# We did it... NC works....



## msgarcia000

First time posting here after a stressful month urgh!

Well...I am happy to say that my Boyfriend finally realized what he lost 

He wanted to try things with his ex so I ended it. He got so desperate trying to find me, he went to my mothers house, called all my friends, called me and texted me about 100+ times, and if it wasnt because my mother told him where I was, he would of still been trying to reach me. And after NC for 4 days, and me constantly belittling him, I gave him a chance when I saw him cry. He NEVER cries, not even when his dearest grandmother passed away. He has this emotional block that doesnt let him shed any tears....well, this time he did. We talked and worked things out, hopefully now everything gets back to us being happy as always. He understood that he didnt want his ex, shes not his happiness, I am. 

 I am so excited. He had rented an apartment, and he had to terminate the lease for the 3 days he stayed there and lost almost $2000. But oh well, he deserved it. He finally understood not to play with my feelings because there wont be a next time.

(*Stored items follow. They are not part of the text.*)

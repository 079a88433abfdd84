//! Kalam and time range domain models.

use chrono::{DateTime, NaiveTime, Utc};
use serde::{Deserialize, Serialize};
use uuid::Uuid;
use validator::{Validate, ValidationError};

/// An auspicious or inauspicious period of the day (Rahu Kalam, Gulika
/// Kalam, ...).
#[derive(Debug, Clone, Serialize, Deserialize, PartialEq)]
pub struct Kalam {
    pub id: Uuid,
    pub name: String,
    pub planet: Option<String>,
    pub description: Option<String>,
    pub is_auspicious: bool,
    pub created_at: DateTime<Utc>,
}

/// A time-of-day window recommended for recitation.
#[derive(Debug, Clone, Serialize, Deserialize, PartialEq)]
pub struct TimeRange {
    pub id: Uuid,
    pub start_time: NaiveTime,
    pub end_time: NaiveTime,
    pub description: Option<String>,
    pub created_at: DateTime<Utc>,
}

#[derive(Debug, Clone, Deserialize, Validate)]
pub struct CreateKalamRequest {
    #[validate(
        length(min = 1, max = 100, message = "Name must be 1-100 characters"),
        custom(function = "shared::validation::validate_not_blank")
    )]
    pub name: String,

    #[validate(length(max = 50))]
    pub planet: Option<String>,

    #[validate(length(max = 2000))]
    pub description: Option<String>,

    #[serde(default)]
    pub is_auspicious: bool,
}

#[derive(Debug, Clone, Default, Deserialize, Validate)]
pub struct UpdateKalamRequest {
    #[validate(
        length(min = 1, max = 100, message = "Name must be 1-100 characters"),
        custom(function = "shared::validation::validate_not_blank")
    )]
    pub name: Option<String>,

    #[validate(length(max = 50))]
    pub planet: Option<String>,

    #[validate(length(max = 2000))]
    pub description: Option<String>,

    pub is_auspicious: Option<bool>,
}

#[derive(Debug, Clone, Deserialize, Validate)]
#[validate(schema(function = "validate_create_time_range"))]
pub struct CreateTimeRangeRequest {
    pub start_time: NaiveTime,
    pub end_time: NaiveTime,

    #[validate(length(max = 2000))]
    pub description: Option<String>,
}

fn validate_create_time_range(request: &CreateTimeRangeRequest) -> Result<(), ValidationError> {
    shared::validation::validate_time_range(request.start_time, request.end_time)
}

/// Partial update. When only one bound changes, the handler checks the
/// resulting window against the stored row.
#[derive(Debug, Clone, Default, Deserialize, Validate)]
#[validate(schema(function = "validate_update_time_range"))]
pub struct UpdateTimeRangeRequest {
    pub start_time: Option<NaiveTime>,
    pub end_time: Option<NaiveTime>,

    #[validate(length(max = 2000))]
    pub description: Option<String>,
}

fn validate_update_time_range(request: &UpdateTimeRangeRequest) -> Result<(), ValidationError> {
    match (request.start_time, request.end_time) {
        (Some(start), Some(end)) => shared::validation::validate_time_range(start, end),
        _ => Ok(()),
    }
}

impl UpdateTimeRangeRequest {
    /// Returns the window that results from applying this update to `current`.
    pub fn merged_with(&self, current: &TimeRange) -> (NaiveTime, NaiveTime) {
        (
            self.start_time.unwrap_or(current.start_time),
            self.end_time.unwrap_or(current.end_time),
        )
    }
}

#[derive(Debug, Clone, Serialize)]
pub struct ListKalamsResponse {
    pub kalams: Vec<Kalam>,
}

#[derive(Debug, Clone, Serialize)]
pub struct ListTimeRangesResponse {
    pub time_ranges: Vec<TimeRange>,
}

NC does work when you truly stick to it and dont do it for the other person, but do it for yourself. Thats how I did it. Now, if he even tries to play me a "next" time, he definitely knows is DONE and OVER....no turning back so I doubt he'll try anything....at least not for many, many, many years  jk


----------



## that_girl

Didn't you post yesterday? Or did you mean in the reconciliation forum?

You're giving him another chance? Wow. He's good. Good luck.


----------